Remember the show’s thesis from earlier, that architecture is being used as “screens for the reflections of light”? In fact he’s doing something far more radical. Look at the image above of Rouen Cathedral, from 1893. Cathedrals are normally painted in situ, after all they’re the cathedral to a town, like a priest being shown before his congregations. And they’re also shown to be crowned by the spire, pointing to heaven. Monet shows his in tight-cropped close-up, sans spire.

And when that light falls upon it, it does something to the supposed “screen”. To the point it no longer looks like its made of solid stone, like a building you could walk inside. The Romantics were forever painting ruins, as a kind of liminal point between this world and the next. And, despite clearly not being of a ruin this feels much the same, a spectral image. It’s simultaneously monumental and translucent. You could image it vanishing at night, then reforming in the growing morning light.

Mark Hudson, in the Telegraph, wrote of “the gothic façade dissolving into pure light and colour”. And Laura Cumming in the Guardian takes the point further: “The buildings are just a pretext for painting the sublime.”

Not Built On Solid Ground

Google image Venice and what do you see? Streets of water, often narrow, bustling with boats, often crossed by pedestrian bridges. Then turn to Monet’s Venice, such as ’The Doge’s Palace’, (1908, below).

If he was rigorous about always painting what he saw, he wasn’t adverse to setting up the scene a little when it suited. The Parisian train station we saw earlier was not only emptied of distracting travellers but more steam was blown up when required, like he was a director staging a scene. Venice was already a tourist Mecca, so his decision to eliminate the crowds was practical. But it goes beyond that.

It’s often noted that the human figure, never particularly prominent in Monet’s work, diminishes further and further as time goes on. And his Venice paintings become where that absence is conspicuous. But further and unlike, say <i>’Antibes, Morning</i> he gives us no solid vantage point. The ground beneath our feet seems to have gone, and we see spectral buildings seemingly floating on the water-line. (The other side of the Palace not only can be seen from the ground, but from across a sizeable square, so this was an aesthetic choice.)

In fact we always see his Venice from a distance, across a wide body of water. Which here takes up more than half the canvas. If Rouen Cathedral was created from light, the Palace seems to be rising up out of the drink. Venice is a town not built on solid ground.

Turner had painted Venice as a “Gothic ruin” with “a romantic fatalism”, something only half in this world. (At least according to me.) Monet, who also painted there late in life (aged 68), takes away that earthly half. Though both have a mirage-like aspect, of a place which you can see but can’t reach out and touch, his is much more solitary than Turner’s.

It’s almost inevitable that we live more in the world when we are younger, and as we age we retreat increasingly into our own private space.

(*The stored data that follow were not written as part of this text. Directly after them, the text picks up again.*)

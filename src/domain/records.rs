//! Generated records
//!
//! Transactions and statements are synthesized fresh on every query and
//! never persisted, so repeated queries for the same token yield different
//! record sets.

use chrono::{DateTime, NaiveDate, Utc};
use rust_decimal::Decimal;
use serde::{Deserialize, Serialize};

/// A synthetic transaction.
///
/// `amount` is signed: negative values are debits. `category` is a
/// two-entry primary/detailed pair.
#[derive(Debug, Clone, PartialEq, Serialize, Deserialize)]
pub struct Transaction {
    pub transaction_id: String,
    pub account_id: String,
    pub amount: Decimal,
    pub date: NaiveDate,
    pub datetime: DateTime<Utc>,
    pub name: String,
    pub merchant_name: String,
    pub pending: bool,
    pub category: [String; 2],
}

/// A synthetic monthly statement.
///
/// `starting_balance` and `ending_balance` are independent draws and need
/// not reconcile with `total_deposits`/`total_withdrawals`.
#[derive(Debug, Clone, PartialEq, Serialize, Deserialize)]
pub struct Statement {
    pub statement_id: String,
    pub account_id: String,
    pub start_date: NaiveDate,
    pub end_date: NaiveDate,
    pub starting_balance: Decimal,
    pub ending_balance: Decimal,
    pub total_deposits: Decimal,
    pub total_withdrawals: Decimal,
    pub pdf_url: String,
}
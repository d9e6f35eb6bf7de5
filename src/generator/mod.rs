//! Data generators
//!
//! Pure functions producing synthetic transaction and statement records.
//! Each call is independent and draws from the supplied random source, so
//! production callers pass `rand::thread_rng()` while tests pass a seeded
//! generator and assert on shape and invariants rather than exact values.

pub mod statements;
pub mod transactions;

pub use statements::{statements, DEFAULT_STATEMENT_COUNT};
pub use transactions::{transactions, DEFAULT_TRANSACTION_COUNT};
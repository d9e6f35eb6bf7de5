//! Error handling module
//!
//! Centralized error types and HTTP response conversion.

use axum::http::StatusCode;
use axum::response::{IntoResponse, Response};
use axum::Json;
use serde::Serialize;

/// Application-wide Result type
pub type AppResult<T> = Result<T, AppError>;

/// Application error types
///
/// Every error is terminal for its request. Unknown access tokens are
/// deliberately NOT represented here: token-resolution misses degrade to
/// well-formed empty results instead of failing.
#[derive(Debug, thiserror::Error)]
pub enum AppError {
    // Client errors (4xx)
    #[error("Invalid client credentials")]
    InvalidCredentials,

    #[error("Missing {0}")]
    MissingField(&'static str),

    #[error("Endpoint not found")]
    EndpointNotFound,

    // Server errors (5xx)
    #[error("Internal error: {0}")]
    Internal(String),

    #[error("Configuration error: {0}")]
    Config(#[from] crate::config::ConfigError),
}

/// Error response body
#[derive(Debug, Serialize)]
pub struct ErrorResponse {
    pub error: String,
}

impl IntoResponse for AppError {
    fn into_response(self) -> Response {
        let (status, message) = match &self {
            // 401 Unauthorized
            AppError::InvalidCredentials => (StatusCode::UNAUTHORIZED, self.to_string()),

            // 400 Bad Request
            AppError::MissingField(_) => (StatusCode::BAD_REQUEST, self.to_string()),

            // 404 Not Found
            AppError::EndpointNotFound => (StatusCode::NOT_FOUND, self.to_string()),

            // 500 Internal Server Error - raw cause stays server-side
            AppError::Internal(msg) => {
                tracing::error!("Internal error: {}", msg);
                (
                    StatusCode::INTERNAL_SERVER_ERROR,
                    "Internal server error".to_string(),
                )
            }
            AppError::Config(e) => {
                tracing::error!("Config error: {:?}", e);
                (
                    StatusCode::INTERNAL_SERVER_ERROR,
                    "Internal server error".to_string(),
                )
            }
        };

        let body = ErrorResponse { error: message };

        (status, Json(body)).into_response()
    }
}
//! Transaction generator

use chrono::{Duration, Utc};
use rand::Rng;
use rust_decimal::Decimal;

use crate::domain::Transaction;

/// Transactions generated per account per query.
pub const DEFAULT_TRANSACTION_COUNT: usize = 20;

/// Probability that a generated transaction is income (a credit).
const INCOME_PROBABILITY: f64 = 0.2;

/// Amount magnitude bounds, in cents.
const MIN_AMOUNT_CENTS: i64 = 5;
const MAX_AMOUNT_CENTS: i64 = 500;

/// Transactions fall within this many days before today.
const MAX_DAYS_AGO: i64 = 30;

/// Primary/detailed category pairs.
const CATEGORIES: &[[&str; 2]] = &[
    ["Food and Drink", "Restaurants"],
    ["Food and Drink", "Coffee Shops"],
    ["Shops", "Supermarkets"],
    ["Shops", "Clothing"],
    ["Transfer", "Deposit"],
    ["Transfer", "Withdrawal"],
    ["Service", "Subscription"],
    ["Travel", "Airlines"],
    ["Travel", "Lodging"],
    ["Payment", "Credit Card"],
    ["Recreation", "Entertainment"],
];

/// Merchant vocabulary.
const MERCHANTS: &[&str] = &[
    "Corner Market",
    "Riverside Grocers",
    "The Daily Grind",
    "Lakeside Bistro",
    "Atlas Pharmacy",
    "Northwind Airlines",
    "Harbor View Hotel",
    "City Utilities",
    "Velocity Gym",
    "Streamline Media",
    "Oak Street Books",
    "Metro Hardware",
    "Cloud Storage Co",
    "Transit Authority",
    "Payroll Deposit",
    "Fresh Fields Deli",
];

/// Generate `count` synthetic transactions for an account.
///
/// Dates land 0 to 29 days before today. Amounts are uniform in
/// [0.05, 5.00] at two decimals, negated unless the record is income
/// (drawn independently of category, so sign and category need not
/// agree). The result is stably sorted by calendar date descending.
pub fn transactions<R: Rng + ?Sized>(
    rng: &mut R,
    account_id: &str,
    count: usize,
) -> Vec<Transaction> {
    let now = Utc::now();
    let mut records = Vec::with_capacity(count);

    for i in 0..count {
        let days_ago = rng.gen_range(0..MAX_DAYS_AGO);
        let moment = now - Duration::days(days_ago);

        let is_income = rng.gen_bool(INCOME_PROBABILITY);
        let cents = rng.gen_range(MIN_AMOUNT_CENTS..=MAX_AMOUNT_CENTS);
        let magnitude = Decimal::new(cents, 2);
        let amount = if is_income { magnitude } else { -magnitude };

        let category = &CATEGORIES[rng.gen_range(0..CATEGORIES.len())];
        let merchant = MERCHANTS[rng.gen_range(0..MERCHANTS.len())];

        records.push(Transaction {
            transaction_id: format!("tx_{}_{}", account_id, i),
            account_id: account_id.to_string(),
            amount,
            date: moment.date_naive(),
            datetime: moment,
            name: merchant.to_string(),
            merchant_name: merchant.to_string(),
            pending: false,
            category: [category[0].to_string(), category[1].to_string()],
        });
    }

    records.sort_by(|a, b| b.date.cmp(&a.date));

    records
}
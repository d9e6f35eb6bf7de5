//! sandbank library
//!
//! Re-exports modules for integration testing and external use.

use std::sync::Arc;

pub mod api;
pub mod catalog;
pub mod config;
pub mod credentials;
pub mod domain;
pub mod generator;
pub mod session;
pub mod tokens;

mod error;

pub use config::Config;
pub use error::{AppError, AppResult};

use catalog::Catalog;
use credentials::CredentialStore;

/// Shared application state.
///
/// Everything inside is read-only after construction, so cloning into
/// concurrent request handlers needs no synchronization.
#[derive(Clone)]
pub struct AppState {
    pub catalog: Arc<Catalog>,
    pub credentials: Arc<CredentialStore>,
}

impl AppState {
    /// State backed by the built-in demo catalog and tenants.
    pub fn seeded() -> Self {
        Self {
            catalog: Arc::new(Catalog::seed()),
            credentials: Arc::new(CredentialStore::seed()),
        }
    }
}
//! Shared helpers for integration tests.

use axum::body::{to_bytes, Body};
use axum::http::{Request, Response};
use axum::Router;
use sandbank::{api, AppState, Config};
use serde_json::Value;

/// Demo tenant used by the tests.
pub const CLIENT_ID: &str = "client_123456";
pub const CLIENT_SECRET: &str = "secret_abcdef123456";

/// Base path the test router serves under.
pub const BASE: &str = "/v1";

pub fn test_config() -> Config {
    Config {
        host: "127.0.0.1".to_string(),
        port: 0,
        base_path: BASE.to_string(),
        environment: "test".to_string(),
    }
}

/// The full production router over the seeded demo state.
pub fn test_app() -> Router {
    api::build_router(&test_config(), AppState::seeded())
}

/// A JSON request carrying valid tenant credentials.
pub fn authed_request(method: &str, path: &str, body: Value) -> Request<Body> {
    Request::builder()
        .method(method)
        .uri(format!("{}{}", BASE, path))
        .header("content-type", "application/json")
        .header("X-Client-ID", CLIENT_ID)
        .header("X-Client-Secret", CLIENT_SECRET)
        .body(Body::from(body.to_string()))
        .unwrap()
}

/// Read a response body as JSON.
pub async fn body_json(response: Response<Body>) -> Value {
    let bytes = to_bytes(response.into_body(), usize::MAX).await.unwrap();
    serde_json::from_slice(&bytes).unwrap()
}
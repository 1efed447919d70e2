//! Simple interactive CLI mode
//!
//! Line-based game without the TUI: one guess per line, colored tiles after
//! each accepted guess.

use crate::game::{GameError, GuessEngine, MAX_ATTEMPTS, Statistics};
use crate::output::{write_board, write_instructions, write_outcome, write_statistics};
use anyhow::Result;
use colored::Colorize;
use rand::Rng;
use std::io::{BufRead, Write};

/// Run the line-based game until the player quits or input ends
///
/// Commands: `help`, `new` (abandon the round), `quit`. Everything else is
/// submitted as a guess.
///
/// # Errors
///
/// Returns an error on I/O failure or if a new round cannot be started.
pub fn run_simple<R, I, O>(
    engine: &mut GuessEngine<'_, R>,
    stats: &mut Statistics,
    mut input: I,
    mut output: O,
) -> Result<()>
where
    R: Rng,
    I: BufRead,
    O: Write,
{
    writeln!(output, "\n╔══════════════════════════════════════════╗")?;
    writeln!(output, "║                  JORDLE                  ║")?;
    writeln!(output, "╚══════════════════════════════════════════╝\n")?;
    write_instructions(&mut output)?;
    writeln!(output, "Commands: 'help', 'new' for a new word, 'quit' to exit\n")?;

    loop {
        let prompt = format!("Guess {}/{MAX_ATTEMPTS}", engine.attempts_used() + 1);
        let Some(line) = get_user_input(&mut input, &mut output, &prompt)? else {
            writeln!(output)?;
            return Ok(());
        };

        match line.to_lowercase().as_str() {
            "quit" | "exit" | "q" => {
                writeln!(output, "\nThanks for playing!")?;
                return Ok(());
            }
            "help" | "?" => {
                write_instructions(&mut output)?;
                continue;
            }
            "new" => {
                engine.reset()?;
                writeln!(output, "\nNew game started!\n")?;
                continue;
            }
            _ => {}
        }

        match engine.submit_guess(&line) {
            Ok(_) => {
                writeln!(output)?;
                write_board(&mut output, engine.history())?;
                writeln!(output)?;
            }
            Err(err @ GameError::InvalidGuess(_)) => {
                writeln!(output, "{}", err.to_string().red())?;
                continue;
            }
            Err(err) => return Err(err.into()),
        }

        if let Some(outcome) = engine.take_outcome() {
            stats.record(&outcome);
            write_outcome(&mut output, &outcome, engine.history())?;
            write_statistics(&mut output, stats)?;

            let answer = get_user_input(&mut input, &mut output, "Play again? (yes/no)")?
                .unwrap_or_default()
                .to_lowercase();
            if !matches!(answer.as_str(), "yes" | "y") {
                writeln!(output, "\nThanks for playing!")?;
                return Ok(());
            }
            engine.reset()?;
            writeln!(output, "\nNew game started!\n")?;
        }
    }
}

/// Prompt and read one trimmed line; `None` at end of input
fn get_user_input<I: BufRead, O: Write>(
    input: &mut I,
    output: &mut O,
    prompt: &str,
) -> Result<Option<String>> {
    write!(output, "{prompt}: ")?;
    output.flush()?;

    let mut line = String::new();
    if input.read_line(&mut line)? == 0 {
        return Ok(None);
    }

    Ok(Some(line.trim().to_string()))
}

#[cfg(test)]
mod tests {
    use super::*;
    use crate::core::Word;
    use crate::game::{RoundStatus, WordBank};
    use rand::SeedableRng;
    use rand::rngs::StdRng;
    use std::io::Cursor;

    fn bank() -> WordBank {
        let words = |list: &[&str]| list.iter().map(|w| Word::new(w).unwrap()).collect::<Vec<_>>();
        WordBank::new(
            words(&["abbey"]),
            words(&["babes", "crane", "slate", "irate", "grate", "crate"]),
        )
        .unwrap()
    }

    fn play(script: &str) -> (String, Statistics, RoundStatus) {
        colored::control::set_override(false);
        let bank = bank();
        let mut engine = GuessEngine::new(&bank, StdRng::seed_from_u64(0)).unwrap();
        let mut stats = Statistics::default();
        let mut out = Vec::new();

        run_simple(&mut engine, &mut stats, Cursor::new(script), &mut out).unwrap();

        (String::from_utf8(out).unwrap(), stats, engine.status())
    }

    #[test]
    fn immediate_quit() {
        let (out, stats, status) = play("quit\n");
        assert!(out.contains("Thanks for playing!"));
        assert_eq!(stats.total_games, 0);
        assert_eq!(status, RoundStatus::InProgress);
    }

    #[test]
    fn end_of_input_stops() {
        let (_, stats, _) = play("crane\n");
        assert_eq!(stats.total_games, 0);
    }

    #[test]
    fn win_records_statistics() {
        let (out, stats, status) = play("babes\n  ABBEY  \nno\n");
        assert!(out.contains("Congratulations! You've guessed the word!"));
        assert!(out.contains("Solved in 2 of 6 guesses"));
        assert_eq!(stats.games_won, 1);
        assert_eq!(stats.guess_distribution[1], 1);
        assert_eq!(status, RoundStatus::Won);
    }

    #[test]
    fn invalid_guesses_are_reported_and_not_counted() {
        let (out, _, _) = play("abbe\nab1ey\nzebra\nquit\n");
        assert!(out.contains("Invalid guess: guess must be exactly 5 letters"));
        assert!(out.contains("Invalid guess: guess may only contain the letters a-z"));
        assert!(out.contains("Invalid guess: not in word list"));
        assert_eq!(out.matches("Guess 1/6").count(), 4);
    }

    #[test]
    fn loss_reveals_word_and_replay_starts_new_round() {
        let script = "babes\ncrane\nslate\nirate\ngrate\ncrate\nyes\nabbey\nno\n";
        let (out, stats, _) = play(script);
        assert!(out.contains("Game over. The word was ABBEY."));
        assert_eq!(stats.total_games, 2);
        assert_eq!(stats.games_won, 1);
        assert_eq!(stats.current_streak, 1);
    }

    #[test]
    fn new_command_abandons_round_without_recording() {
        let (out, stats, status) = play("crane\nnew\nquit\n");
        assert!(out.contains("New game started!"));
        assert_eq!(stats.total_games, 0);
        assert_eq!(status, RoundStatus::InProgress);
    }
}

The Venice paintings seem to simultaneously suggest a world becoming more and more remote from him, and a fraying of earthly ties. After Venice, he mostly painted his own private garden.

While we should be wary of seeing Impressionism as a clean break from all that came before, much earlier painting had been about recording the wealthy with their possessions about them, a form of cataloguing. The ability to convey solidity on a flat surface was therefore considered an essential part of an artists’s skill. It’s significant how much Monet breaks from this. And it seems most audacious of all to render Cathedrals and Parliaments as insubstantial.

In the Standard, Matthew Collings comments: “Monet suggests that all the usual relationships we expect, which anchor us in all our doings, are questionable. Which is the definition of revolution.” We always thought we were simply seeing, while our eyes were really corralled by convention. We didn’t see things as they were, but as they’d been shown to us to be. As said last time Impressionism was not overly politicised, so the political implications are only latent. But equally, they’re as obvious.